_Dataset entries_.
-=-=-=-=-

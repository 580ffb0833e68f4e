//! Hash-linked ledger core: blocks chained by digest, a proof-of-work nonce
//! search, and validation that re-derives hashes to expose tampering.

pub mod block;
pub mod chain;
pub mod config;
pub mod constants;
pub mod encoding;
pub mod error;
pub mod payload;
pub mod pow;
pub mod validate;

pub use block::Block;
pub use chain::{genesis_block, Chain};
pub use config::{ChainConfig, MiningOrder};
pub use error::{LedgerError, Result};
pub use payload::{Payload, Transfer};
pub use pow::{mine, mine_parallel, Difficulty, MiningReport};
pub use validate::{check_link_consistency, check_self_consistency, Fault, FaultKind};
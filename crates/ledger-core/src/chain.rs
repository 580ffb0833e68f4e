use serde::{Deserialize, Serialize};
use tracing::{debug, warn};

use crate::block::Block;
use crate::config::{ChainConfig, MiningOrder};
use crate::constants::{GENESIS_DATA, GENESIS_PREVIOUS_HASH};
use crate::encoding::{abbreviate, unix_timestamp};
use crate::error::{LedgerError, Result};
use crate::payload::Payload;
use crate::pow::MiningReport;
use crate::validate;

/// Index 0, sentinel previous hash `"0"`, nonce 0.
pub fn genesis_block<D: Payload>(data: D, timestamp: u64) -> Block<D> {
    Block::new(0, timestamp, data, GENESIS_PREVIOUS_HASH, 0)
}

/// In-memory, single-writer sequence of blocks.
#[derive(Clone, Debug, PartialEq, Eq, Serialize, Deserialize)]
#[serde(transparent)]
pub struct Chain<D> {
    blocks: Vec<Block<D>>,
}

impl<D: Payload + From<&'static str>> Chain<D> {
    /// A chain holding only a genesis block marked `"Genesis Block"`.
    pub fn new() -> Self {
        Self::with_genesis(D::from(GENESIS_DATA))
    }
}

impl<D: Payload + From<&'static str>> Default for Chain<D> {
    fn default() -> Self {
        Self::new()
    }
}

impl<D: Payload> Chain<D> {
    pub fn with_genesis(data: D) -> Self {
        let genesis = genesis_block(data, unix_timestamp());
        debug!("created genesis block {}", abbreviate(&genesis.hash));
        Self {
            blocks: vec![genesis],
        }
    }

    /// Adopts `blocks` as they are. Nothing is checked; use [`Chain::verify`].
    pub fn from_blocks(blocks: Vec<Block<D>>) -> Self {
        Self { blocks }
    }

    pub fn latest(&self) -> Result<&Block<D>> {
        self.blocks.last().ok_or(LedgerError::EmptyChain)
    }

    /// Links `block` to the current tip, rehashes it and stores it. Whatever
    /// `previous_hash` and `hash` the caller set beforehand are overwritten.
    pub fn append(&mut self, mut block: Block<D>) -> Result<&Block<D>> {
        block.previous_hash = self.latest()?.hash.clone();
        block.rehash();
        Ok(self.push(block))
    }

    /// Mines `block` and appends it, in the order `config.order` names.
    ///
    /// With [`MiningOrder::MineThenLink`] the report describes work that
    /// `append` then discards: the stored hash is rehashed against the tip
    /// and need not meet the difficulty.
    pub fn mine_and_append(
        &mut self,
        mut block: Block<D>,
        config: &ChainConfig,
    ) -> Result<MiningReport>
    where
        D: Sync,
    {
        match config.order {
            MiningOrder::MineThenLink => {
                let report = config.mine(&mut block)?;
                self.append(block)?;
                Ok(report)
            }
            MiningOrder::LinkThenMine => {
                block.previous_hash = self.latest()?.hash.clone();
                block.rehash();
                let report = config.mine(&mut block)?;
                self.push(block);
                Ok(report)
            }
        }
    }

    fn push(&mut self, block: Block<D>) -> &Block<D> {
        debug!(
            "appending block {} at height {} linked to {}: {}",
            block.index,
            self.blocks.len(),
            abbreviate(&block.previous_hash),
            abbreviate(&block.hash)
        );
        self.blocks.push(block);
        &self.blocks[self.blocks.len() - 1]
    }

    pub fn validate(&self) -> bool {
        self.verify().is_ok()
    }

    /// Like [`Chain::validate`], but names the first broken position.
    pub fn verify(&self) -> Result<()> {
        match validate::find_fault(&self.blocks) {
            None => Ok(()),
            Some(fault) => {
                warn!("chain validation failed: {fault}");
                Err(LedgerError::InvalidChain(fault))
            }
        }
    }

    /// Relinks and rehashes every block from `position` to the tip, the
    /// forward rewrite needed to make an edited chain validate again.
    /// Proof-of-work is not redone. Returns how many blocks were rewritten.
    pub fn reseal_from(&mut self, position: usize) -> usize {
        let len = self.blocks.len();
        for i in position..len {
            if i > 0 {
                let previous = self.blocks[i - 1].hash.clone();
                self.blocks[i].previous_hash = previous;
            }
            self.blocks[i].rehash();
            debug!("resealed block at position {i}: {}", abbreviate(&self.blocks[i].hash));
        }
        len.saturating_sub(position)
    }

    pub fn get(&self, position: usize) -> Option<&Block<D>> {
        self.blocks.get(position)
    }

    /// Direct access to a stored block. Edits made through this are
    /// out-of-band and show up as validation faults.
    pub fn get_mut(&mut self, position: usize) -> Option<&mut Block<D>> {
        self.blocks.get_mut(position)
    }

    pub fn iter(&self) -> std::slice::Iter<'_, Block<D>> {
        self.blocks.iter()
    }

    pub fn blocks(&self) -> &[Block<D>] {
        &self.blocks
    }

    pub fn into_blocks(self) -> Vec<Block<D>> {
        self.blocks
    }

    pub fn len(&self) -> usize {
        self.blocks.len()
    }

    pub fn is_empty(&self) -> bool {
        self.blocks.is_empty()
    }
}

impl<'a, D> IntoIterator for &'a Chain<D> {
    type Item = &'a Block<D>;
    type IntoIter = std::slice::Iter<'a, Block<D>>;

    fn into_iter(self) -> Self::IntoIter {
        self.blocks.iter()
    }
}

-=-=-=-=-

_WHAT IS REQUIRED_. Across all the entries, how many lines include "verify"? Answer with the number alone.

_REPLY_. 3